▶ _STUDY MATERIAL_:
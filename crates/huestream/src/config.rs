//! Config resolution for the CLI.
//!
//! Re-exports the shared types from `huestream-config` and layers CLI flag
//! overrides (`--bridge`, `--application-key`, `--client-key`, `--timeout`)
//! on top of the stored profile.

use std::time::Duration;

use secrecy::SecretString;

use huestream_api::{ClipClient, HttpConfig};

pub use huestream_config::{
    Config, Profile, config_path, load_config_or_default, profile_to_bridge_identity,
    profile_to_http_config, profile_to_stream_options, resolve_application_key,
    resolve_client_key, save_config, store_credentials,
};

use crate::cli::GlobalOpts;
use crate::error::CliError;

// ── Profile resolution ───────────────────────────────────────────────

/// Resolve the active profile name from CLI flags and config.
pub fn active_profile_name(global: &GlobalOpts, config: &Config) -> String {
    global
        .profile
        .clone()
        .unwrap_or_else(|| config.active_profile_name().to_owned())
}

/// The profile a bridge-bound command runs against, after flag overrides.
#[derive(Debug)]
pub struct ResolvedProfile {
    pub name: String,
    pub profile: Profile,
    pub config: Config,
}

impl ResolvedProfile {
    /// Load config and apply global flags.
    ///
    /// With no stored profile, `--bridge` alone is enough to build one.
    pub fn load(global: &GlobalOpts) -> Result<Self, CliError> {
        Self::from_config(load_config_or_default(), global)
    }

    pub fn from_config(config: Config, global: &GlobalOpts) -> Result<Self, CliError> {
        let name = active_profile_name(global, &config);

        let mut profile = match (config.profiles.get(&name), global.bridge.as_deref()) {
            (Some(stored), _) => stored.clone(),
            (None, Some(_)) => Profile::default(),
            (None, None) if global.profile.is_some() => {
                return Err(CliError::ProfileNotFound {
                    available: available_profiles(&config),
                    name,
                });
            }
            (None, None) => {
                return Err(CliError::NoConfig {
                    path: config_path().display().to_string(),
                });
            }
        };

        if let Some(bridge) = global.bridge.as_deref() {
            bridge.clone_into(&mut profile.bridge);
        }
        if let Some(timeout) = global.timeout {
            profile.timeout = Some(timeout);
        }
        if profile.bridge.trim().is_empty() {
            return Err(CliError::Validation {
                field: "bridge".into(),
                reason: format!("profile '{name}' has no bridge address"),
            });
        }

        Ok(Self {
            name,
            profile,
            config,
        })
    }

    pub fn http_config(&self) -> HttpConfig {
        profile_to_http_config(&self.profile, &self.config.defaults)
    }

    /// REST request timeout for this profile.
    pub fn timeout(&self) -> Duration {
        self.http_config().timeout
    }

    /// Application key: `--application-key` first, then the credential chain.
    pub fn application_key(&self, global: &GlobalOpts) -> Result<SecretString, CliError> {
        if let Some(key) = global.application_key.as_deref() {
            return Ok(SecretString::from(key.to_owned()));
        }
        Ok(resolve_application_key(&self.profile, &self.name)?)
    }

    /// Hex client key: `--client-key` first, then the credential chain.
    pub fn client_key(&self, global: &GlobalOpts) -> Result<SecretString, CliError> {
        if let Some(key) = global.client_key.as_deref() {
            return Ok(SecretString::from(key.to_owned()));
        }
        Ok(resolve_client_key(&self.profile, &self.name)?)
    }

    /// Unauthenticated REST client (pairing, public bridge config).
    pub fn anonymous_client(&self) -> Result<ClipClient, CliError> {
        Ok(ClipClient::new(self.profile.base_url()?, None, &self.http_config())?)
    }

    /// REST client carrying the application key.
    pub fn clip_client(&self, global: &GlobalOpts) -> Result<ClipClient, CliError> {
        let key = self.application_key(global)?;
        Ok(ClipClient::new(
            self.profile.base_url()?,
            Some(&key),
            &self.http_config(),
        )?)
    }
}

pub fn available_profiles(config: &Config) -> String {
    if config.profiles.is_empty() {
        "(none)".into()
    } else {
        config.profiles.keys().cloned().collect::<Vec<_>>().join(", ")
    }
}
//! DTLS-PSK transport, the one real bridges accept on port 2100.
//!
//! OpenSSL drives the handshake over a connected, blocking UDP socket on
//! the blocking pool. Once established, each frame becomes exactly one
//! DTLS application-data record.

use std::io::{self, Read, Write};
use std::net::{Ipv4Addr, Ipv6Addr, SocketAddr, UdpSocket};
use std::sync::Arc;
use std::time::{Duration, Instant};

use async_trait::async_trait;
use openssl::error::ErrorStack;
use openssl::ssl::{
    HandshakeError, SslConnector, SslMethod, SslStream, SslVerifyMode, SslVersion,
};
use secrecy::{ExposeSecret, SecretSlice};
use tracing::{debug, trace};

use crate::error::Error;
use crate::transport::{SecureSession, SecureTransport};

/// The only suite bridges offer (`TLS_PSK_WITH_AES_128_GCM_SHA256`).
pub const CIPHER_LIST: &str = "PSK-AES128-GCM-SHA256";

const DEFAULT_HANDSHAKE_TIMEOUT: Duration = Duration::from_secs(5);
/// Poll granularity while waiting for handshake flights.
const READ_SLICE: Duration = Duration::from_millis(250);

/// DTLS 1.2 with a pre-shared key.
#[derive(Debug, Clone)]
pub struct DtlsTransport {
    /// Upper bound on the whole handshake.
    pub handshake_timeout: Duration,
    pub bind: Option<SocketAddr>,
}

impl Default for DtlsTransport {
    fn default() -> Self {
        Self {
            handshake_timeout: DEFAULT_HANDSHAKE_TIMEOUT,
            bind: None,
        }
    }
}

impl DtlsTransport {
    pub fn new() -> Self {
        Self::default()
    }

    #[must_use]
    pub fn with_handshake_timeout(mut self, timeout: Duration) -> Self {
        self.handshake_timeout = timeout;
        self
    }
}

#[async_trait]
impl SecureTransport for DtlsTransport {
    async fn establish(
        &self,
        identity: &str,
        key: &SecretSlice<u8>,
        address: SocketAddr,
    ) -> Result<Box<dyn SecureSession>, Error> {
        let connector = connector(identity, key).map_err(handshake_failed)?;
        let bind = self.bind.unwrap_or_else(|| match address {
            SocketAddr::V4(_) => SocketAddr::from((Ipv4Addr::UNSPECIFIED, 0)),
            SocketAddr::V6(_) => SocketAddr::from((Ipv6Addr::UNSPECIFIED, 0)),
        });
        let timeout = self.handshake_timeout;

        debug!(%address, identity, "dtls handshake starting");
        let stream = tokio::task::spawn_blocking(move || -> Result<_, Error> {
            let socket = UdpSocket::bind(bind)?;
            socket
                .connect(address)
                .map_err(|e| Error::HandshakeFailed(format!("connect to {address} failed: {e}")))?;
            socket.set_read_timeout(Some(READ_SLICE.min(timeout)))?;
            handshake(&connector, ConnectedUdp(socket), timeout)
        })
        .await
        .map_err(|e| Error::Io(e.into()))??;

        let cipher = stream.ssl().current_cipher().map(|c| c.name());
        debug!(%address, ?cipher, "dtls session established");
        Ok(Box::new(DtlsSession {
            stream: Some(stream),
            peer: address,
        }))
    }
}

fn connector(identity: &str, key: &SecretSlice<u8>) -> Result<SslConnector, ErrorStack> {
    let mut builder = SslConnector::builder(SslMethod::dtls())?;
    builder.set_min_proto_version(Some(SslVersion::DTLS1_2))?;
    builder.set_cipher_list(CIPHER_LIST)?;
    // PSK authenticates both ends; there is no certificate to check.
    builder.set_verify(SslVerifyMode::NONE);

    let identity = Arc::<[u8]>::from(identity.as_bytes());
    let key = SecretSlice::from(key.expose_secret().to_vec());
    builder.set_psk_client_callback(move |_ssl, _hint, identity_out, psk_out| {
        let psk = key.expose_secret();
        // Identity goes out NUL-terminated.
        if identity.len() >= identity_out.len() || psk.len() > psk_out.len() {
            return Err(ErrorStack::get());
        }
        identity_out[..identity.len()].copy_from_slice(&identity);
        identity_out[identity.len()] = 0;
        psk_out[..psk.len()].copy_from_slice(psk);
        Ok(psk.len())
    });
    Ok(builder.build())
}

fn handshake(
    connector: &SslConnector,
    socket: ConnectedUdp,
    timeout: Duration,
) -> Result<SslStream<ConnectedUdp>, Error> {
    let deadline = Instant::now() + timeout;
    let config = connector
        .configure()
        .map_err(handshake_failed)?
        .use_server_name_indication(false)
        .verify_hostname(false);

    let mut attempt = config.connect("", socket);
    loop {
        match attempt {
            Ok(stream) => return Ok(stream),
            Err(HandshakeError::WouldBlock(mid)) => {
                if Instant::now() >= deadline {
                    return Err(Error::HandshakeFailed(format!(
                        "no reply from bridge within {}ms",
                        timeout.as_millis()
                    )));
                }
                attempt = mid.handshake();
            }
            Err(HandshakeError::Failure(mid)) => {
                return Err(Error::HandshakeFailed(mid.error().to_string()));
            }
            Err(HandshakeError::SetupFailure(e)) => return Err(handshake_failed(e)),
        }
    }
}

fn handshake_failed(e: ErrorStack) -> Error {
    Error::HandshakeFailed(e.to_string())
}

/// A connected UDP socket seen as a byte stream, one datagram per call.
#[derive(Debug)]
struct ConnectedUdp(UdpSocket);

impl Read for ConnectedUdp {
    fn read(&mut self, buf: &mut [u8]) -> io::Result<usize> {
        self.0.recv(buf)
    }
}

impl Write for ConnectedUdp {
    fn write(&mut self, buf: &[u8]) -> io::Result<usize> {
        self.0.send(buf)
    }

    fn flush(&mut self) -> io::Result<()> {
        Ok(())
    }
}

// ── Session ──────────────────────────────────────────────────────────

struct DtlsSession {
    /// Moved onto the blocking pool for each write, `None` once closed.
    stream: Option<SslStream<ConnectedUdp>>,
    peer: SocketAddr,
}

#[async_trait]
impl SecureSession for DtlsSession {
    async fn send(&mut self, datagram: &[u8]) -> Result<(), Error> {
        let mut stream = self.stream.take().ok_or(Error::SessionClosed)?;
        let record = datagram.to_vec();
        let (stream, written) = tokio::task::spawn_blocking(move || {
            let written = stream.ssl_write(&record);
            (stream, written)
        })
        .await
        .map_err(|e| Error::Io(e.into()))?;
        self.stream = Some(stream);

        let written = written.map_err(|e| {
            e.into_io_error()
                .map_or_else(|e| Error::Io(io::Error::other(e.to_string())), Error::Io)
        })?;
        if written != datagram.len() {
            return Err(Error::Io(io::Error::new(
                io::ErrorKind::WriteZero,
                format!("short record write: {written} of {} bytes", datagram.len()),
            )));
        }
        trace!(peer = %self.peer, len = written, "dtls record sent");
        Ok(())
    }

    async fn close(&mut self) {
        let Some(mut stream) = self.stream.take() else {
            return;
        };
        let peer = self.peer;
        let notified = tokio::task::spawn_blocking(move || stream.shutdown().is_ok()).await;
        debug!(%peer, close_notify = matches!(notified, Ok(true)), "dtls session closed");
    }
}
// CLIP v2 HTTP client
//
// Wraps `reqwest::Client` with bridge URL construction and envelope
// unwrapping. Only the handful of endpoints the streaming workflow needs
// are modelled: entertainment configurations, the start/stop action,
// application registration, and the public bridge config.

pub mod models;

use reqwest::StatusCode;
use secrecy::{ExposeSecret, SecretString};
use serde::Serialize;
use serde::de::DeserializeOwned;
use tracing::debug;
use url::Url;

use crate::error::Error;
use crate::http::{HttpConfig, application_key_headers};

pub use models::{
    BridgeConfig, Channel, EntertainmentConfigurationResponse, Position, Registration,
    ResourceRef, StreamingAction,
};
use models::{ActionBody, ClipResponse, RegisterBody, V1Result};

const ENTERTAINMENT_PATH: &str = "clip/v2/resource/entertainment_configuration";

/// HTTP client for a single bridge.
///
/// Built with an application key for CLIP v2 calls, or without one for
/// registration and the public config endpoint.
pub struct ClipClient {
    http: reqwest::Client,
    base_url: Url,
}

impl ClipClient {
    /// Create a client for the bridge at `base_url` (e.g. `https://192.168.1.2`).
    pub fn new(
        base_url: Url,
        application_key: Option<&SecretString>,
        config: &HttpConfig,
    ) -> Result<Self, Error> {
        let http = match application_key {
            Some(key) => {
                config.build_client_with_headers(application_key_headers(key.expose_secret())?)?
            }
            None => config.build_client()?,
        };
        Ok(Self { http, base_url })
    }

    /// Create a client around a pre-built `reqwest::Client`.
    pub fn from_reqwest(base_url: &str, http: reqwest::Client) -> Result<Self, Error> {
        Ok(Self {
            http,
            base_url: Url::parse(base_url)?,
        })
    }

    /// The bridge base URL.
    pub fn base_url(&self) -> &Url {
        &self.base_url
    }

    // ── Entertainment configurations ─────────────────────────────────

    /// List every entertainment configuration on the bridge.
    pub async fn list_entertainment_configurations(
        &self,
    ) -> Result<Vec<EntertainmentConfigurationResponse>, Error> {
        let url = self.url(ENTERTAINMENT_PATH)?;
        self.get_clip(url).await
    }

    /// Fetch a single entertainment configuration by id.
    pub async fn get_entertainment_configuration(
        &self,
        id: &str,
    ) -> Result<EntertainmentConfigurationResponse, Error> {
        let url = self.url(&format!("{ENTERTAINMENT_PATH}/{id}"))?;
        self.get_clip(url)
            .await?
            .into_iter()
            .next()
            .ok_or_else(|| Error::Api {
                status: StatusCode::NOT_FOUND.as_u16(),
                message: format!("entertainment configuration {id} not found"),
            })
    }

    /// Ask the bridge to open (or close) the streaming endpoint for a configuration.
    ///
    /// Must be called with [`StreamingAction::Start`] before the secure session
    /// is established, and with [`StreamingAction::Stop`] after it is closed.
    pub async fn set_streaming(&self, id: &str, action: StreamingAction) -> Result<(), Error> {
        let url = self.url(&format!("{ENTERTAINMENT_PATH}/{id}"))?;
        debug!(id, ?action, "PUT {}", url);
        let resp = self.http.put(url).json(&ActionBody { action }).send().await?;
        let _: Vec<ResourceRef> = parse_clip(resp).await?;
        Ok(())
    }

    // ── v1 endpoints ─────────────────────────────────────────────────

    /// Register an application. The bridge link button must have been
    /// pressed within the last 30 seconds.
    pub async fn register(&self, device_type: &str) -> Result<Registration, Error> {
        let url = self.url("api")?;
        let body = RegisterBody {
            devicetype: device_type,
            generateclientkey: true,
        };
        self.post_v1(url, &body).await
    }

    /// Fetch the public bridge description (name, id, software version).
    pub async fn bridge_config(&self) -> Result<BridgeConfig, Error> {
        let url = self.url("api/config")?;
        debug!("GET {}", url);
        let resp = self.http.get(url).send().await?;
        let body = checked_body(resp).await?;
        decode(&body)
    }

    // ── Request helpers ──────────────────────────────────────────────

    fn url(&self, path: &str) -> Result<Url, Error> {
        let base = self.base_url.as_str().trim_end_matches('/');
        Ok(Url::parse(&format!("{base}/{path}"))?)
    }

    async fn get_clip<T: DeserializeOwned>(&self, url: Url) -> Result<Vec<T>, Error> {
        debug!("GET {}", url);
        let resp = self.http.get(url).send().await?;
        parse_clip(resp).await
    }

    async fn post_v1<T: DeserializeOwned>(
        &self,
        url: Url,
        body: &(impl Serialize + Sync),
    ) -> Result<T, Error> {
        debug!("POST {}", url);
        let resp = self.http.post(url).json(body).send().await?;
        let body = checked_body(resp).await?;
        let results: Vec<V1Result<T>> = decode(&body)?;

        for result in results {
            if let Some(err) = result.error {
                return Err(Error::Bridge {
                    kind: Some(err.kind),
                    description: err.description,
                });
            }
            if let Some(success) = result.success {
                return Ok(success);
            }
        }
        Err(Error::Deserialization {
            message: "v1 response contained neither success nor error".into(),
            body,
        })
    }
}

/// Read the body of a response, turning non-success statuses into errors.
async fn checked_body(resp: reqwest::Response) -> Result<String, Error> {
    let status = resp.status();
    let body = resp.text().await?;
    if status.is_success() {
        return Ok(body);
    }

    // CLIP errors arrive in the envelope even on 4xx; surface the first one.
    if let Ok(envelope) = serde_json::from_str::<ClipResponse<serde_json::Value>>(&body) {
        if let Some(first) = envelope.errors.into_iter().next() {
            return Err(Error::Bridge {
                kind: None,
                description: first.description,
            });
        }
    }

    Err(Error::Api {
        status: status.as_u16(),
        message: body.chars().take(200).collect(),
    })
}

/// Parse the `{ errors, data }` envelope, returning `data` on success.
async fn parse_clip<T: DeserializeOwned>(resp: reqwest::Response) -> Result<Vec<T>, Error> {
    let body = checked_body(resp).await?;
    let envelope: ClipResponse<T> = decode(&body)?;
    if let Some(first) = envelope.errors.into_iter().next() {
        return Err(Error::Bridge {
            kind: None,
            description: first.description,
        });
    }
    Ok(envelope.data)
}

fn decode<T: DeserializeOwned>(body: &str) -> Result<T, Error> {
    serde_json::from_str(body).map_err(|e| {
        let preview: String = body.chars().take(200).collect();
        Error::Deserialization {
            message: format!("{e} (body preview: {preview:?})"),
            body: body.to_owned(),
        }
    })
}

▶ _TASK DESCRIPTION_:
Copy the lines above exactly. Start with the line containing "Ok(resolve_client_key(&self.profile, &self.name)?)", end with the line containing "pub fn anonymous_client(&self)", and include both.

▶ _RESULT OF THIS EXERCISE_:
        Ok(resolve_client_key(&self.profile, &self.name)?)
    }

    /// Unauthenticated REST client (pairing, public bridge config).
    pub fn anonymous_client(&self) -> Result<ClipClient, CliError> {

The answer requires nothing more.